The Soul Nebula was another target for his TV-NP127is.
Oleg Bryzgalov won an Insight Astronomy Photographer of the Year 2017 award this September in the Galaxies category with this image below: M63 – Star Streams and the Sunflower (all rights reserved). He used his home-built, 10″, f/3.8, fast reflector equipped with Tele Vue’s 2″ Paracorr Type-2 photo/visual coma corrector to nail down the edges of the field. A QSI 583wsg camera with LRGB filters was used for the 22-hour total exposure. We congratulate Oleg on the recognition he’s achieved and look forward to seeing more of his images on flickr. Oleg and his images were profiled on our blog back in May (see: 2” Paracorr Type-2 User Profile: Oleg Bryzgalov).
Oleg’s colorful image below, NGC 2170: Still Life with Reflecting Dust (v.2016) (all rights reserved), uses the same setup as above and was made from images taken in 2015 and 2016 for a total of 25-hours exposure.
Niels Haagh is @astrodane on Instagram and displays images he and others have taken with the Tele Vue TV-NP127is.
Latent0Image on flickr also images with the popular Tele Vue TV-NP127is scope.
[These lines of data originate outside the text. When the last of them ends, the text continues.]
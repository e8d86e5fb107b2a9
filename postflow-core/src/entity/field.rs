//! Fields: scoped data arrays with a location, a unit and a dimensionality.
//!
//! The four concrete field types share one engine surface and differ only in
//! their elementary scalar. [`FieldBase`] carries everything common; the
//! payload marker picks the entity kind, the scalar family and the data
//! accessors, so `Field`, [`PropertyField`], [`StringField`] and
//! [`CustomTypeField`] are aliases over the same plumbing.

use std::marker::PhantomData;
use std::sync::Arc;

use crate::binding::call::{FieldCall, Request, Response, ScalarKind};
use crate::entity::scoping::Scoping;
use crate::entity::support::Support;
use crate::entity::{Entity, EntityKind, Location};
use crate::error::{Error, Result};
use crate::handle::{unexpected_response, EntityHandle};
use crate::server::Server;
use crate::version::VERSION_NAMED_UNITS;
use crate::{Float, Id};

/// Selects the elementary scalar of a field wrapper.
pub trait FieldPayload: Sized {
    const KIND: EntityKind;
    const SCALAR: ScalarKind;
    const TOLERANCE: f64;
}

pub enum DoublePayload {}
pub enum IntPayload {}
pub enum StringPayload {}
pub enum BytesPayload {}

impl FieldPayload for DoublePayload {
    const KIND: EntityKind = EntityKind::Field;
    const SCALAR: ScalarKind = ScalarKind::Double;
    const TOLERANCE: f64 = 1e-12;
}

impl FieldPayload for IntPayload {
    const KIND: EntityKind = EntityKind::PropertyField;
    const SCALAR: ScalarKind = ScalarKind::Int;
    const TOLERANCE: f64 = 0.0;
}

impl FieldPayload for StringPayload {
    const KIND: EntityKind = EntityKind::StringField;
    const SCALAR: ScalarKind = ScalarKind::String;
    const TOLERANCE: f64 = 0.0;
}

impl FieldPayload for BytesPayload {
    const KIND: EntityKind = EntityKind::CustomTypeField;
    const SCALAR: ScalarKind = ScalarKind::Custom;
    const TOLERANCE: f64 = 0.0;
}

/// Real-valued field, the workhorse payload of result post-processing.
pub type Field = FieldBase<DoublePayload>;
/// Integer metadata attached to mesh entities.
pub type PropertyField = FieldBase<IntPayload>;
/// String payload, one entry per elementary entity.
pub type StringField = FieldBase<StringPayload>;
/// Raw bytes with a user-declared element type and width.
pub type CustomTypeField = FieldBase<BytesPayload>;

pub struct FieldBase<P> {
    handle: Arc<EntityHandle>,
    _payload: PhantomData<P>,
}

impl<P> Clone for FieldBase<P> {
    fn clone(&self) -> Self {
        Self {
            handle: self.handle.clone(),
            _payload: PhantomData,
        }
    }
}

impl<P: FieldPayload> Entity for FieldBase<P> {
    const KIND: EntityKind = P::KIND;
    const CONTENT_TOLERANCE: f64 = P::TOLERANCE;

    fn from_handle(handle: Arc<EntityHandle>) -> Self {
        Self {
            handle,
            _payload: PhantomData,
        }
    }

    fn handle(&self) -> &Arc<EntityHandle> {
        &self.handle
    }
}
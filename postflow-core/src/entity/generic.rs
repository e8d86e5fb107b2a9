//! Generic data containers: flat property bags mixing literals and entities.

use std::sync::Arc;

use crate::binding::call::{CallValue, GenericCall, Request, Response};
use crate::entity::{Entity, EntityKind};
use crate::error::{Error, Result};
use crate::handle::{unexpected_response, EntityHandle};
use crate::server::Server;
use crate::{Float, Id};

#[derive(Clone)]
pub struct GenericDataContainer {
    handle: Arc<EntityHandle>,
}

impl Entity for GenericDataContainer {
    const KIND: EntityKind = EntityKind::GenericDataContainer;

    fn from_handle(handle: Arc<EntityHandle>) -> Self {
        Self { handle }
    }

    fn handle(&self) -> &Arc<EntityHandle> {
        &self.handle
    }
}

impl GenericDataContainer {
    pub fn new(server: &Server) -> Result<Self> {
        match server.call(Request::Generic(GenericCall::New))? {
            Response::Handle(h) => Ok(Self::from_handle(EntityHandle::new(
                h,
                EntityKind::GenericDataContainer,
                server.clone(),
            ))),
            other => Err(unexpected_response("generic_new", &other)),
        }
    }

    fn call(&self, call: GenericCall) -> Result<Response> {
        self.handle.server().call(Request::Generic(call))
    }

    pub fn set_property(&self, name: &str, value: CallValue) -> Result<()> {
        match self.call(GenericCall::SetProperty {
            container: self.handle.live_id()?,
            name: name.to_string(),
            value,
        })? {
            Response::Done => Ok(()),
            other => Err(unexpected_response("generic_set_property", &other)),
        }
    }

    pub fn set_int(&self, name: &str, value: Id) -> Result<()> {
        self.set_property(name, CallValue::Int(value))
    }

    pub fn set_double(&self, name: &str, value: Float) -> Result<()> {
        self.set_property(name, CallValue::Double(value))
    }

    pub fn set_string(&self, name: &str, value: &str) -> Result<()> {
        self.set_property(name, CallValue::Str(value.to_string()))
    }

    /// Stores an entity by reference; the container does not own the handle.
    pub fn set_entity<E: Entity>(&self, name: &str, entity: &E) -> Result<()> {
        self.set_property(
            name,
            CallValue::Entity {
                kind: E::KIND,
                handle: entity.handle().live_id()?,
            },
        )
    }

    pub fn get_property(&self, name: &str) -> Result<CallValue> {
        match self.call(GenericCall::GetProperty {
            container: self.handle.live_id()?,
            name: name.to_string(),
        })? {
            Response::Value(value) => Ok(value),
            other => Err(unexpected_response("generic_get_property", &other)),
        }
    }

    /// Retrieves an entity property as its typed wrapper.
    pub fn get_entity<E: Entity>(&self, name: &str) -> Result<E> {
        match self.get_property(name)? {
            CallValue::Entity { kind, handle } => {
                E::adopt(EntityHandle::new(handle, kind, self.handle.server().clone()))
            }
            other => Err(Error::TypeMismatch {
                expected: E::KIND.to_str().to_string(),
                actual: other.type_name().to_string(),
            }),
        }
    }

    pub fn property_names(&self) -> Result<Vec<String>> {
        match self.call(GenericCall::PropertyNames {
            container: self.handle.live_id()?,
        })? {
            Response::StrVec(names) => Ok(names),
            other => Err(unexpected_response("generic_property_names", &other)),
        }
    }
}

impl PartialEq for GenericDataContainer {
    fn eq(&self, other: &Self) -> bool {
        self.handle.same_object(&other.handle)
    }
}

impl std::fmt::Debug for GenericDataContainer {
    fn fmt(&self, f: &mut std::fmt::Formatter) -> std::fmt::Result {
        write!(f, "GenericDataContainer({:?})", self.handle)
    }
}
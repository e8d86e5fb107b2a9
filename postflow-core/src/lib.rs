//! This library implements the client side of a post-processing dataflow
//! runtime for finite-element results.
//!
//! Programming interface is centered around the [`Server`] structure, which
//! represents a live session with an external numerical engine, and the
//! [`Operator`] / [`Workflow`] pair used to describe computations the engine
//! evaluates on demand. Entities such as fields, scopings and meshes are
//! opaque engine-side objects; the typed wrappers in [`entity`] expose them
//! through blocking calls routed by the server's [`binding`].
//!
//! # Bindings
//!
//! Two bindings ship with the project. The in-process binding (feature
//! `dynlib`, enabled by default) loads the engine as a shared library and
//! talks to it through a C function table. The network binding lives in the
//! `postflow-net` crate and exchanges framed messages with a remote engine.
//! Both present identical observable semantics behind the
//! [`EngineBinding`] trait.
//!
//! # Example
//!
//! ```ignore
//! use postflow_core::{Operator, Server};
//!
//! let server = postflow_core::binding::inprocess::load("libengine.so")?;
//! let op = Operator::new(&server, "min_max_fc")?;
//! op.connect(0, fields_container)?;
//! let min: Field = op.get_output(0)?;
//! ```
//!
//! [`Server`]: server/struct.Server.html
//! [`Operator`]: operator/struct.Operator.html
//! [`Workflow`]: workflow/struct.Workflow.html
//! [`EngineBinding`]: binding/trait.EngineBinding.html

#![allow(unused)]

#[macro_use]
extern crate serde;
#[macro_use]
extern crate log;

// reexports
pub use binding::call::{CallValue, OutputKind, Request, Response, ServerInfo};
pub use binding::EngineBinding;
pub use config::RuntimeConfig;
pub use entity::any::Any;
pub use entity::collection::{FieldsContainer, MeshesContainer, ScopingsContainer};
pub use entity::data_sources::DataSources;
pub use entity::data_tree::DataTree;
pub use entity::field::{CustomTypeField, Field, PropertyField, StringField};
pub use entity::mesh::MeshedRegion;
pub use entity::scoping::Scoping;
pub use entity::{EntityKind, Location};
pub use error::{Error, Result};
pub use operator::specification::{PinSpecification, Specification};
pub use operator::Operator;
pub use server::Server;
pub use version::{EngineVersion, ServerContext};
pub use workflow::Workflow;

pub mod binding;
pub mod cache;
pub mod config;
pub mod entity;
pub mod error;
pub mod handle;
pub mod incremental;
pub mod operator;
pub mod server;
pub mod version;
pub mod workflow;

mod license;

#[cfg(feature = "dynlib")]
pub mod plugin;

#[cfg(feature = "testkit")]
pub mod testkit;

// features
pub const FEATURE_NAME_DYNLIB: &str = "dynlib";
#[cfg(not(feature = "dynlib"))]
pub const FEATURE_DYNLIB: bool = false;
#[cfg(feature = "dynlib")]
pub const FEATURE_DYNLIB: bool = true;

pub const VERSION: &str = env!("CARGO_PKG_VERSION");

/// Floating point number type used for field payloads.
pub type Float = f64;
/// Integer type used for entity ids and property payloads.
pub type Id = i32;
/// Opaque engine-side object identifier, scoped to a single server.
pub type HandleId = u64;

/// Environment variable gating operator creation on license acceptance.
pub const LICENSE_ENV_VAR: &str = "ANSYS_DPF_ACCEPT_LA";
/// Environment variable pointing at the mTLS certificate directory.
pub const CERTIFICATES_ENV_VAR: &str = "ANSYS_GRPC_CERTIFICATES";
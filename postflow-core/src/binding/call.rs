//! The engine call namespace.
//!
//! Every operation a binding can route is a variant in the category-grouped
//! [`Request`] enum; results come back as a [`Response`]. Both are plain
//! serde data so the same namespace serves the in-process function table and
//! the network wire without translation.

use crate::entity::unit_system::UnitSystem;
use crate::entity::{EntityKind, Location};
use crate::operator::config::OperatorConfig;
use crate::operator::specification::Specification;
use crate::version::{EngineVersion, ServerContext};
use crate::{Float, HandleId, Id};

/// A literal or entity reference crossing the call boundary.
///
/// This is the wire-safe half of the client-side `PinValue` union: entities
/// travel as `(kind, handle)` pairs, never as materialized data.
#[derive(Clone, Debug, PartialEq, Deserialize, Serialize)]
pub enum CallValue {
    Int(Id),
    Double(Float),
    Bool(bool),
    Str(String),
    IntVec(Vec<Id>),
    DoubleVec(Vec<Float>),
    StrVec(Vec<String>),
    Bytes(Vec<u8>),
    UnitSystem(UnitSystem),
    Entity { kind: EntityKind, handle: HandleId },
    /// An edge from an upstream operator output pin.
    Upstream { operator: HandleId, pin: i32 },
}

impl CallValue {
    pub fn type_name(&self) -> &'static str {
        match self {
            Self::Int(_) => "int",
            Self::Double(_) => "double",
            Self::Bool(_) => "bool",
            Self::Str(_) => "string",
            Self::IntVec(_) => "vector<int>",
            Self::DoubleVec(_) => "vector<double>",
            Self::StrVec(_) => "vector<string>",
            Self::Bytes(_) => "bytes",
            Self::UnitSystem(_) => "unit_system",
            Self::Entity { kind, .. } => kind.to_str(),
            Self::Upstream { .. } => "upstream",
        }
    }
}

/// What a typed output request expects back.
#[derive(Clone, Copy, Debug, PartialEq, Deserialize, Serialize)]
pub enum OutputKind {
    Entity(EntityKind),
    Int,
    Double,
    Bool,
    Str,
    Bytes,
}

/// Category-grouped request namespace.
#[derive(Clone, Debug, PartialEq, Deserialize, Serialize)]
pub enum Request {
    Admin(AdminCall),
    Operator(OperatorCall),
    Workflow(WorkflowCall),
    Scoping(ScopingCall),
    Field(FieldCall),
    Collection(CollectionCall),
    Mesh(MeshCall),
    DataSources(DataSourcesCall),
    DataTree(DataTreeCall),
    Generic(GenericCall),
    Support(SupportCall),
    Any(AnyCall),
}

impl Request {
    /// Coarse capability key used by `EngineBinding::supports`.
    pub fn kind(&self) -> CallKind {
        match self {
            Self::Admin(_) => CallKind::Admin,
            Self::Operator(_) => CallKind::Operator,
            Self::Workflow(_) => CallKind::Workflow,
            Self::Scoping(_) => CallKind::Scoping,
            Self::Field(_) => CallKind::Field,
            Self::Collection(_) => CallKind::Collection,
            Self::Mesh(_) => CallKind::Mesh,
            Self::DataSources(_) => CallKind::DataSources,
            Self::DataTree(_) => CallKind::DataTree,
            Self::Generic(_) => CallKind::Generic,
            Self::Support(_) => CallKind::Support,
            Self::Any(_) => CallKind::Any,
        }
    }
}

#[derive(
    Clone,
    Copy,
    Debug,
    Eq,
    PartialEq,
    Hash,
    serde_repr::Deserialize_repr,
    serde_repr::Serialize_repr,
)]
#[repr(u8)]
pub enum CallKind {
    Admin,
    Operator,
    Workflow,
    Scoping,
    Field,
    Collection,
    Mesh,
    DataSources,
    DataTree,
    Generic,
    Support,
    Any,
}

#[derive(Clone, Debug, PartialEq, Deserialize, Serialize)]
pub enum AdminCall {
    /// Version, context and available operators; issued once on connect.
    ServerInfo,
    /// Wire-level no-op used as heartbeat by the network binding.
    Ping,
    /// Engine-side release of a finalized handle.
    ReleaseHandle { kind: EntityKind, handle: HandleId },
    /// Portable byte serialization of an entity (the engine `serializer`).
    Serialize { kind: EntityKind, handle: HandleId },
    /// Reinstantiation from portable bytes (the engine `deserializer`).
    Deserialize { bytes: Vec<u8> },
    /// Engine comparator family: content equality within a tolerance.
    ContentEquals {
        kind: EntityKind,
        left: HandleId,
        right: HandleId,
        tolerance: Float,
    },
}

#[derive(Clone, Debug, PartialEq, Deserialize, Serialize)]
pub enum OperatorCall {
    New { name: String },
    /// Fresh instance with the same name and configuration.
    Derivate { operator: HandleId },
    Connect {
        operator: HandleId,
        pin: i32,
        value: CallValue,
    },
    GetOutput {
        operator: HandleId,
        pin: i32,
        requested: OutputKind,
    },
    Run { operator: HandleId },
    GetSpecification { name: String },
    SetConfig {
        operator: HandleId,
        config: OperatorConfig,
    },
    GetConfig { operator: HandleId },
}

#[derive(Clone, Debug, PartialEq, Deserialize, Serialize)]
pub enum WorkflowCall {
    New,
    AddOperator { workflow: HandleId, operator: HandleId },
    SetInputName {
        workflow: HandleId,
        name: String,
        operator: HandleId,
        pin: i32,
    },
    SetOutputName {
        workflow: HandleId,
        name: String,
        operator: HandleId,
        pin: i32,
    },
    Connect {
        workflow: HandleId,
        name: String,
        value: CallValue,
    },
    GetOutput {
        workflow: HandleId,
        name: String,
        requested: OutputKind,
    },
    /// Fuses `other`'s exposed outputs to this workflow's exposed inputs.
    ConnectWith {
        workflow: HandleId,
        other: HandleId,
        /// Renames as (other output name, this input name); empty means
        /// match by identical names.
        mapping: Vec<(String, String)>,
    },
    OperatorNames { workflow: HandleId },
    Topology { workflow: HandleId },
    Record {
        workflow: HandleId,
        /// A transferred record is consumed on first retrieval.
        transfer_ownership: bool,
    },
    GetRecorded { id: u32 },
    /// Cooperative stop of a pending evaluation.
    Cancel { workflow: HandleId },
}

#[derive(Clone, Debug, PartialEq, Deserialize, Serialize)]
pub enum ScopingCall {
    New { location: Location },
    SetIds { scoping: HandleId, ids: Vec<Id> },
    GetIds { scoping: HandleId },
    SetLocation { scoping: HandleId, location: Location },
    GetLocation { scoping: HandleId },
    Size { scoping: HandleId },
    IdAt { scoping: HandleId, index: usize },
    IndexOf { scoping: HandleId, id: Id },
    SetId {
        scoping: HandleId,
        index: usize,
        id: Id,
    },
    Append { scoping: HandleId, id: Id },
}

/// Scalar element family of a field payload.
#[derive(
    Clone,
    Copy,
    Debug,
    Eq,
    PartialEq,
    serde_repr::Deserialize_repr,
    serde_repr::Serialize_repr,
)]
#[repr(u8)]
pub enum ScalarKind {
    Double,
    Int,
    String,
    /// User-chosen element type of a custom type field, identified by name
    /// and byte width.
    Custom,
}

#[derive(Clone, Debug, PartialEq, Deserialize, Serialize)]
pub enum FieldCall {
    New {
        scalar: ScalarKind,
        location: Location,
        /// Components per elementary entry.
        num_components: i32,
    },
    SetDataDouble { field: HandleId, data: Vec<Float> },
    GetDataDouble { field: HandleId },
    SetDataInt { field: HandleId, data: Vec<Id> },
    GetDataInt { field: HandleId },
    SetDataString { field: HandleId, data: Vec<String> },
    GetDataString { field: HandleId },
    SetDataBytes {
        field: HandleId,
        data: Vec<u8>,
        /// Element type name and byte width for custom type fields.
        elem_type: String,
        elem_size: usize,
    },
    GetDataBytes { field: HandleId },
    SetScoping { field: HandleId, scoping: HandleId },
    GetScoping { field: HandleId },
    SetUnit { field: HandleId, unit: String },
    /// Named dimensionless unit pair, engines >= 11.0.
    SetUnitNamed {
        field: HandleId,
        homogeneity: String,
        name: String,
    },
    GetUnit { field: HandleId },
    GetLocation { field: HandleId },
    SetDimensionality {
        field: HandleId,
        dimensions: Vec<i32>,
    },
    GetDimensionality { field: HandleId },
    SetShellLayers { field: HandleId, layers: i32 },
    GetShellLayers { field: HandleId },
    SetDataPointer { field: HandleId, pointer: Vec<Id> },
    GetDataPointer { field: HandleId },
    EntityData { field: HandleId, index: usize },
    EntityDataById { field: HandleId, id: Id },
    Append {
        field: HandleId,
        data: Vec<Float>,
        id: Id,
    },
    ElementaryDataCount { field: HandleId },
    Size { field: HandleId },
    Resize {
        field: HandleId,
        entities: usize,
        data_len: usize,
    },
    SetSupport { field: HandleId, support: HandleId },
    GetSupport { field: HandleId },
}

#[derive(Clone, Debug, PartialEq, Deserialize, Serialize)]
pub enum CollectionCall {
    New {
        item_kind: EntityKind,
        labels: Vec<String>,
    },
    Labels { collection: HandleId },
    /// Late label addition propagates the default coordinate to every
    /// existing entry.
    AddLabel {
        collection: HandleId,
        label: String,
        default_value: Id,
    },
    Add {
        collection: HandleId,
        item: HandleId,
        label_space: Vec<(String, Id)>,
    },
    /// A partial label-space map returns every matching entry.
    GetByLabelSpace {
        collection: HandleId,
        label_space: Vec<(String, Id)>,
    },
    At { collection: HandleId, index: usize },
    LabelSpaceAt { collection: HandleId, index: usize },
    Len { collection: HandleId },
    SetSupport { collection: HandleId, support: HandleId },
    GetSupport { collection: HandleId },
}

#[derive(Clone, Debug, PartialEq, Deserialize, Serialize)]
pub enum MeshCall {
    New,
    NodeCount { mesh: HandleId },
    ElementCount { mesh: HandleId },
    FaceCount { mesh: HandleId },
    SetCoordinates { mesh: HandleId, field: HandleId },
    Coordinates { mesh: HandleId },
    SetNodeScoping { mesh: HandleId, scoping: HandleId },
    NodeScoping { mesh: HandleId },
    ElementScoping { mesh: HandleId },
    SetUnit { mesh: HandleId, unit: String },
    GetUnit { mesh: HandleId },
    AvailablePropertyFields { mesh: HandleId },
    PropertyField { mesh: HandleId, name: String },
    SetPropertyField {
        mesh: HandleId,
        name: String,
        field: HandleId,
    },
    NamedSelections { mesh: HandleId },
    NamedSelection { mesh: HandleId, name: String },
    SetNamedSelection {
        mesh: HandleId,
        name: String,
        scoping: HandleId,
    },
    /// Translates nodes by a displacement field, returning a new mesh.
    DeformBy {
        mesh: HandleId,
        field: HandleId,
        scale: Float,
    },
}

#[derive(Clone, Debug, PartialEq, Deserialize, Serialize)]
pub enum DataSourcesCall {
    New,
    SetResultFilePath {
        sources: HandleId,
        path: String,
        result_key: String,
    },
    AddFilePath {
        sources: HandleId,
        path: String,
        result_key: String,
        namespace: String,
        domain_id: Option<i32>,
    },
    AddUpstream {
        sources: HandleId,
        upstream: HandleId,
        result_key: String,
    },
    RegisterNamespace {
        sources: HandleId,
        result_key: String,
        namespace: String,
    },
    ResultKey { sources: HandleId },
    PathCount { sources: HandleId },
    PathAt { sources: HandleId, index: usize },
    PathsByKey { sources: HandleId, result_key: String },
}

#[derive(Clone, Debug, PartialEq, Deserialize, Serialize)]
pub enum DataTreeCall {
    New,
    Set {
        tree: HandleId,
        name: String,
        value: CallValue,
    },
    SetSubTree {
        tree: HandleId,
        name: String,
        subtree: HandleId,
    },
    Get { tree: HandleId, name: String },
    SubTree { tree: HandleId, name: String },
    Has { tree: HandleId, name: String },
    AttributeNames { tree: HandleId },
    SubTreeNames { tree: HandleId },
    ToTxt { tree: HandleId },
    ToJson { tree: HandleId },
    FromTxt { text: String },
    FromJson { text: String },
}

#[derive(Clone, Debug, PartialEq, Deserialize, Serialize)]
pub enum GenericCall {
    New,
    SetProperty {
        container: HandleId,
        name: String,
        value: CallValue,
    },
    GetProperty { container: HandleId, name: String },
    PropertyNames { container: HandleId },
}

#[derive(Clone, Debug, PartialEq, Deserialize, Serialize)]
pub enum SupportCall {
    NewTimeFreq,
    SetFrequencies { support: HandleId, field: HandleId },
    Frequencies { support: HandleId },
    SetComplexFrequencies { support: HandleId, field: HandleId },
    ComplexFrequencies { support: HandleId },
    SetRpms { support: HandleId, field: HandleId },
    Rpms { support: HandleId },
    NumSets { support: HandleId },
    NewSupport,
    PropertyNames { support: HandleId },
    PropertyField { support: HandleId, name: String },
    SetPropertyField {
        support: HandleId,
        name: String,
        field: HandleId,
    },
}

#[derive(Clone, Debug, PartialEq, Deserialize, Serialize)]
pub enum AnyCall {
    New { value: CallValue },
    /// Returns the boxed value; the requested kind must match the stored
    /// type tag or the call fails with a type mismatch.
    Cast { any: HandleId, requested: OutputKind },
}

/// Result of a routed call.
#[derive(Clone, Debug, PartialEq, Deserialize, Serialize)]
pub enum Response {
    Done,
    Handle(HandleId),
    Entity { kind: EntityKind, handle: HandleId },
    HandleVec(Vec<HandleId>),
    Int(Id),
    UInt(u32),
    Double(Float),
    Bool(bool),
    Str(String),
    IntVec(Vec<Id>),
    DoubleVec(Vec<Float>),
    StrVec(Vec<String>),
    Bytes(Vec<u8>),
    LabelSpace(Vec<(String, Id)>),
    Value(CallValue),
    Spec(Box<Specification>),
    Config(OperatorConfig),
    ServerInfo(ServerInfo),
    Topology(WorkflowTopology),
}

/// Engine identity retrieved on connect.
#[derive(Clone, Debug, PartialEq, Deserialize, Serialize)]
pub struct ServerInfo {
    pub version: EngineVersion,
    pub context: ServerContext,
    /// Operator names registered with the engine, used for capability
    /// probing and nearest-name hints.
    pub available_operators: Vec<String>,
}

/// Workflow structure as reported by the engine (engines >= 10.0).
#[derive(Clone, Debug, PartialEq, Default, Deserialize, Serialize)]
pub struct WorkflowTopology {
    pub operator_names: Vec<String>,
    /// (from operator index, from pin, to operator index, to pin).
    pub operator_edges: Vec<(usize, i32, usize, i32)>,
    /// (operator index, pin, literal type name).
    pub data_edges: Vec<(usize, i32, String)>,
    /// (exposed name, operator index, pin).
    pub exposed_inputs: Vec<(String, usize, i32)>,
    pub exposed_outputs: Vec<(String, usize, i32)>,
}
This stark b&w Crab Nebula (M1) image (some rights reserved: CC BY-NC-ND 2.0) was made using a ZWO ASI178MM-Cool camera with Baader 7nm H-α filter for over 2-hours of exposure on November 24, 2017.
The ever awe-inspiring Pillars of Creation (all rights reserved) in the Eagle Nebula was taken with the same setup but exposed for 4-hours over 4-nights.
Jay W. Butler’s NGC7293 Helix Nebula on flickr was made with his 10″ f/4.1 reflector and our larger Tele Vue BIG (3”) Paracorr Type 2 coma corrector connected to an STXL-16200M camera. Almost 7-hours of exposures were taken from Oct 15-17, 2017 through HRGB filters for the final result. Jay was profiled in our blog in a posting this past May (read: BIG Paracorr User Profile: Jay Butler).
More Info
- Tele Vue TV-NP127is webpage (mobile version)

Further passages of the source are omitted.